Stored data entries
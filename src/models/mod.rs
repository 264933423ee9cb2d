pub mod campaign;
pub mod component;
pub mod contact;
pub mod send_log;
pub mod template;
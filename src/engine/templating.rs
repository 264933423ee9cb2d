use std::collections::HashMap;

/// Replaces every `{{key}}` whose key is present in `values` with the mapped
/// string. Tokens with no mapping stay verbatim so missing personalization
/// data is visible instead of silently blanked. Runs over already-rendered
/// text, so tokens inside attribute values behave the same as tokens in
/// content.
pub fn substitute(text: &str, values: &HashMap<String, String>) -> String {
    let mut out = String::with_capacity(text.len());
    let mut rest = text;
    while let Some(start) = rest.find("{{") {
        let (head, tail) = rest.split_at(start);
        out.push_str(head);
        if let Some(end_rel) = tail.find("}}") {
            let (token, new_rest) = tail.split_at(end_rel + 2);
            let key = token
                .trim_start_matches("{{")
                .trim_end_matches("}}")
                .trim();
            match values.get(key) {
                Some(value) => out.push_str(value),
                None => out.push_str(token),
            }
            rest = new_rest;
        } else {
            out.push_str(tail);
            rest = "";
            break;
        }
    }
    out.push_str(rest);
    out
}

#[cfg(test)]
mod tests {
    use super::*;

    fn values(pairs: &[(&str, &str)]) -> HashMap<String, String> {
        pairs
            .iter()
            .map(|(k, v)| (k.to_string(), v.to_string()))
            .collect()
    }

    #[test]
    fn replaces_known_token() {
        let out = substitute("Hi {{firstName}}", &values(&[("firstName", "Ada")]));
        assert_eq!(out, "Hi Ada");
    }

    #[test]
    fn unknown_token_stays_verbatim() {
        let out = substitute("Hi {{firstName}}", &HashMap::new());
        assert_eq!(out, "Hi {{firstName}}");
    }

    #[test]
    fn empty_value_blanks_the_token() {
        let out = substitute("Hi {{firstName}}!", &values(&[("firstName", "")]));
        assert_eq!(out, "Hi !");
    }

    #[test]
    fn repeated_tokens_are_all_replaced() {
        let out = substitute(
            "{{company}} — why {{company}} matters to {{firstName}}",
            &values(&[("company", "Acme"), ("firstName", "Sam")]),
        );
        assert_eq!(out, "Acme — why Acme matters to Sam");
    }

    #[test]
    fn tokens_inside_attributes_behave_like_content() {
        let out = substitute(
            r#"<a href="https://x.com/?ref={{email}}">{{firstName}}</a>"#,
            &values(&[("email", "ada@example.com"), ("firstName", "Ada")]),
        );
        assert_eq!(out, r#"<a href="https://x.com/?ref=ada@example.com">Ada</a>"#);
    }

    #[test]
    fn unterminated_token_is_left_alone() {
        let out = substitute("Hello {{firstName", &values(&[("firstName", "Ada")]));
        assert_eq!(out, "Hello {{firstName");
    }

    #[test]
    fn whitespace_inside_braces_is_tolerated() {
        let out = substitute("Hi {{ firstName }}", &values(&[("firstName", "Ada")]));
        assert_eq!(out, "Hi Ada");
    }
}
use std::env;

pub struct Config {
    pub database_url: String,
    pub bind_addr: String,
    pub frontend_origin: String,
    pub smtp_from: Option<String>,
    pub smtp_from_name: Option<String>,
}

impl Config {
    pub fn from_env() -> Self {
        dotenv::dotenv().ok(); // Load .env file

        let database_url = env::var("DATABASE_URL").expect("DATABASE_URL must be set");

        let bind_addr = env::var("BIND_ADDR").unwrap_or_else(|_| "0.0.0.0:8080".to_string());

        let frontend_origin =
            env::var("FRONTEND_ORIGIN").unwrap_or_else(|_| "http://localhost:5173".to_string());

        let smtp_from = env::var("SMTP_FROM").ok().filter(|v| !v.trim().is_empty());
        let smtp_from_name = env::var("SMTP_FROM_NAME")
            .ok()
            .filter(|v| !v.trim().is_empty());

        Config {
            database_url,
            bind_addr,
            frontend_origin,
            smtp_from,
            smtp_from_name,
        }
    }
}

#[cfg(test)]
impl Default for Config {
    fn default() -> Self {
        Config {
            database_url: String::new(),
            bind_addr: "127.0.0.1:0".to_string(),
            frontend_origin: "http://localhost:5173".to_string(),
            smtp_from: Some("outreach@example.com".to_string()),
            smtp_from_name: Some("Outreach Team".to_string()),
        }
    }
}
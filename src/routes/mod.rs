use axum::routing::{delete, get, post};
use axum::Router;

use crate::state::AppState;

pub mod campaigns;
pub mod contacts;
pub mod templates;

pub fn api_router(state: AppState) -> Router {
    Router::new()
        .route(
            "/api/templates",
            get(templates::list_templates).post(templates::create_template),
        )
        .route(
            "/api/templates/{id}",
            get(templates::get_template)
                .put(templates::update_template)
                .delete(templates::delete_template),
        )
        .route("/api/templates/{id}/preview", post(templates::preview_template))
        .route(
            "/api/contacts",
            get(contacts::list_contacts).post(contacts::create_contact),
        )
        .route("/api/contacts/{id}", delete(contacts::delete_contact))
        .route(
            "/api/campaigns",
            get(campaigns::list_campaigns).post(campaigns::create_campaign),
        )
        .route("/api/campaigns/{id}", get(campaigns::get_campaign))
        .route("/api/campaigns/{id}/send", post(campaigns::send_campaign))
        .route("/api/campaigns/{id}/cancel", post(campaigns::cancel_campaign))
        .route("/api/campaigns/{id}/log", get(campaigns::campaign_log))
        .with_state(state)
}
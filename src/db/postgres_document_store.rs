use async_trait::async_trait;
use serde_json::Value;
use sqlx::PgPool;
use uuid::Uuid;

use crate::db::document_store::DocumentStore;

/// JSONB-backed store. Expects:
///
/// ```sql
/// CREATE TABLE documents (
///     collection  TEXT        NOT NULL,
///     id          UUID        NOT NULL,
///     data        JSONB       NOT NULL,
///     created_at  TIMESTAMPTZ NOT NULL DEFAULT now(),
///     updated_at  TIMESTAMPTZ NOT NULL DEFAULT now(),
///     PRIMARY KEY (collection, id)
/// );
/// ```
pub struct PostgresDocumentStore {
    pub pool: PgPool,
}

#[async_trait]
impl DocumentStore for PostgresDocumentStore {
    async fn get(&self, collection: &str, id: Uuid) -> Result<Option<Value>, sqlx::Error> {
        sqlx::query_scalar::<_, Value>(
            r#"
            SELECT data
            FROM documents
            WHERE collection = $1 AND id = $2
            "#,
        )
        .bind(collection)
        .bind(id)
        .fetch_optional(&self.pool)
        .await
    }

    async fn list(
        &self,
        collection: &str,
        filter: Option<&Value>,
    ) -> Result<Vec<Value>, sqlx::Error> {
        let filter = filter
            .cloned()
            .unwrap_or_else(|| Value::Object(Default::default()));
        sqlx::query_scalar::<_, Value>(
            r#"
            SELECT data
            FROM documents
            WHERE collection = $1 AND data @> $2
            ORDER BY created_at ASC, id ASC
            "#,
        )
        .bind(collection)
        .bind(filter)
        .fetch_all(&self.pool)
        .await
    }

    async fn put(
        &self,
        collection: &str,
        id: Option<Uuid>,
        data: Value,
    ) -> Result<Uuid, sqlx::Error> {
        let id = id.unwrap_or_else(Uuid::new_v4);
        sqlx::query(
            r#"
            INSERT INTO documents (collection, id, data, created_at, updated_at)
            VALUES ($1, $2, $3, now(), now())
            ON CONFLICT (collection, id)
            DO UPDATE SET data = EXCLUDED.data, updated_at = now()
            "#,
        )
        .bind(collection)
        .bind(id)
        .bind(data)
        .execute(&self.pool)
        .await?;
        Ok(id)
    }

    async fn delete(&self, collection: &str, id: Uuid) -> Result<bool, sqlx::Error> {
        let result = sqlx::query(
            r#"
            DELETE FROM documents
            WHERE collection = $1 AND id = $2
            "#,
        )
        .bind(collection)
        .bind(id)
        .execute(&self.pool)
        .await?;
        Ok(result.rows_affected() > 0)
    }
}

Task to carry out: Please reproduce each record precisely as written.

Answer space:
filename src/models/mod.rs
repository 264933423ee9cb2d
pub mod campaign;
pub mod component;
pub mod contact;
pub mod send_log;
pub mod template;
filename src/engine/templating.rs
repository 264933423ee9cb2d
use std::collections::HashMap;

/// Replaces every `{{key}}` whose key is present in `values` with the mapped
/// string. Tokens with no mapping stay verbatim so missing personalization
/// data is visible instead of silently blanked. Runs over already-rendered
/// text, so tokens inside attribute values behave the same as tokens in
/// content.
pub fn substitute(text: &str, values: &HashMap<String, String>) -> String {
    let mut out = String::with_capacity(text.len());
    let mut rest = text;
    while let Some(start) = rest.find("{{") {
        let (head, tail) = rest.split_at(start);
        out.push_str(head);
        if let Some(end_rel) = tail.find("}}") {
            let (token, new_rest) = tail.split_at(end_rel + 2);
            let key = token
                .trim_start_matches("{{")
                .trim_end_matches("}}")
                .trim();
            match values.get(key) {
                Some(value) => out.push_str(value),
                None => out.push_str(token),
            }
            rest = new_rest;
        } else {
            out.push_str(tail);
            rest = "";
            break;
        }
    }
    out.push_str(rest);
    out
}

#[cfg(test)]
mod tests {
    use super::*;

    fn values(pairs: &[(&str, &str)]) -> HashMap<String, String> {
        pairs
            .iter()
            .map(|(k, v)| (k.to_string(), v.to_string()))
            .collect()
    }

    #[test]
    fn replaces_known_token() {
        let out = substitute("Hi {{firstName}}", &values(&[("firstName", "Ada")]));
        assert_eq!(out, "Hi Ada");
    }

    #[test]
    fn unknown_token_stays_verbatim() {
        let out = substitute("Hi {{firstName}}", &HashMap::new());
        assert_eq!(out, "Hi {{firstName}}");
    }

    #[test]
    fn empty_value_blanks_the_token() {
        let out = substitute("Hi {{firstName}}!", &values(&[("firstName", "")]));
        assert_eq!(out, "Hi !");
    }

    #[test]
    fn repeated_tokens_are_all_replaced() {
        let out = substitute(
            "{{company}} — why {{company}} matters to {{firstName}}",
            &values(&[("company", "Acme"), ("firstName", "Sam")]),
        );
        assert_eq!(out, "Acme — why Acme matters to Sam");
    }

    #[test]
    fn tokens_inside_attributes_behave_like_content() {
        let out = substitute(
            r#"<a href="https://x.com/?ref={{email}}">{{firstName}}</a>"#,
            &values(&[("email", "ada@example.com"), ("firstName", "Ada")]),
        );
        assert_eq!(out, r#"<a href="https://x.com/?ref=ada@example.com">Ada</a>"#);
    }

    #[test]
    fn unterminated_token_is_left_alone() {
        let out = substitute("Hello {{firstName", &values(&[("firstName", "Ada")]));
        assert_eq!(out, "Hello {{firstName");
    }

    #[test]
    fn whitespace_inside_braces_is_tolerated() {
        let out = substitute("Hi {{ firstName }}", &values(&[("firstName", "Ada")]));
        assert_eq!(out, "Hi Ada");
    }
}
use std::env;

pub struct Config {
    pub database_url: String,
    pub bind_addr: String,
    pub frontend_origin: String,
    pub smtp_from: Option<String>,
    pub smtp_from_name: Option<String>,
}

impl Config {
    pub fn from_env() -> Self {
        dotenv::dotenv().ok(); // Load .env file

        let database_url = env::var("DATABASE_URL").expect("DATABASE_URL must be set");

        let bind_addr = env::var("BIND_ADDR").unwrap_or_else(|_| "0.0.0.0:8080".to_string());

        let frontend_origin =
            env::var("FRONTEND_ORIGIN").unwrap_or_else(|_| "http://localhost:5173".to_string());

        let smtp_from = env::var("SMTP_FROM").ok().filter(|v| !v.trim().is_empty());
        let smtp_from_name = env::var("SMTP_FROM_NAME")
            .ok()
            .filter(|v| !v.trim().is_empty());

        Config {
            database_url,
            bind_addr,
            frontend_origin,
            smtp_from,
            smtp_from_name,
        }
    }
}

#[cfg(test)]
impl Default for Config {
    fn default() -> Self {
        Config {
            database_url: String::new(),
            bind_addr: "127.0.0.1:0".to_string(),
            frontend_origin: "http://localhost:5173".to_string(),
            smtp_from: Some("outreach@example.com".to_string()),
            smtp_from_name: Some("Outreach Team".to_string()),
        }
    }
}
filename src/routes/mod.rs
use axum::routing::{delete, get, post};
use axum::Router;

use crate::state::AppState;

pub mod campaigns;
pub mod contacts;
pub mod templates;

pub fn api_router(state: AppState) -> Router {
    Router::new()
        .route(
            "/api/templates",
            get(templates::list_templates).post(templates::create_template),
        )
        .route(
            "/api/templates/{id}",
            get(templates::get_template)
                .put(templates::update_template)
                .delete(templates::delete_template),
        )
        .route("/api/templates/{id}/preview", post(templates::preview_template))
        .route(
            "/api/contacts",
            get(contacts::list_contacts).post(contacts::create_contact),
        )
        .route("/api/contacts/{id}", delete(contacts::delete_contact))
        .route(
            "/api/campaigns",
            get(campaigns::list_campaigns).post(campaigns::create_campaign),
        )
        .route("/api/campaigns/{id}", get(campaigns::get_campaign))
        .route("/api/campaigns/{id}/send", post(campaigns::send_campaign))
        .route("/api/campaigns/{id}/cancel", post(campaigns::cancel_campaign))
        .route("/api/campaigns/{id}/log", get(campaigns::campaign_log))
        .with_state(state)
}
filename src/db/postgres_document_store.rs
use async_trait::async_trait;
use serde_json::Value;
use sqlx::PgPool;
use uuid::Uuid;

use crate::db::document_store::DocumentStore;

/// JSONB-backed store. Expects:
///
/// ```sql
/// CREATE TABLE documents (
///     collection  TEXT        NOT NULL,
///     id          UUID        NOT NULL,
///     data        JSONB       NOT NULL,
///     created_at  TIMESTAMPTZ NOT NULL DEFAULT now(),
///     updated_at  TIMESTAMPTZ NOT NULL DEFAULT now(),
///     PRIMARY KEY (collection, id)
/// );
/// ```
pub struct PostgresDocumentStore {
    pub pool: PgPool,
}

#[async_trait]
impl DocumentStore for PostgresDocumentStore {
    async fn get(&self, collection: &str, id: Uuid) -> Result<Option<Value>, sqlx::Error> {
        sqlx::query_scalar::<_, Value>(
            r#"
            SELECT data
            FROM documents
            WHERE collection = $1 AND id = $2
            "#,
        )
        .bind(collection)
        .bind(id)
        .fetch_optional(&self.pool)
        .await
    }

    async fn list(
        &self,
        collection: &str,
        filter: Option<&Value>,
    ) -> Result<Vec<Value>, sqlx::Error> {
        let filter = filter
            .cloned()
            .unwrap_or_else(|| Value::Object(Default::default()));
        sqlx::query_scalar::<_, Value>(
            r#"
            SELECT data
            FROM documents
            WHERE collection = $1 AND data @> $2
            ORDER BY created_at ASC, id ASC
            "#,
        )
        .bind(collection)
        .bind(filter)
        .fetch_all(&self.pool)
        .await
    }

    async fn put(
        &self,
        collection: &str,
        id: Option<Uuid>,
        data: Value,
    ) -> Result<Uuid, sqlx::Error> {
        let id = id.unwrap_or_else(Uuid::new_v4);
        sqlx::query(
            r#"
            INSERT INTO documents (collection, id, data, created_at, updated_at)
            VALUES ($1, $2, $3, now(), now())
            ON CONFLICT (collection, id)
            DO UPDATE SET data = EXCLUDED.data, updated_at = now()
            "#,
        )
        .bind(collection)
        .bind(id)
        .bind(data)
        .execute(&self.pool)
        .await?;
        Ok(id)
    }

    async fn delete(&self, collection: &str, id: Uuid) -> Result<bool, sqlx::Error> {
        let result = sqlx::query(
            r#"
            DELETE FROM documents
            WHERE collection = $1 AND id = $2
            "#,
        )
        .bind(collection)
        .bind(id)
        .execute(&self.pool)
        .await?;
        Ok(result.rows_affected() > 0)
    }
}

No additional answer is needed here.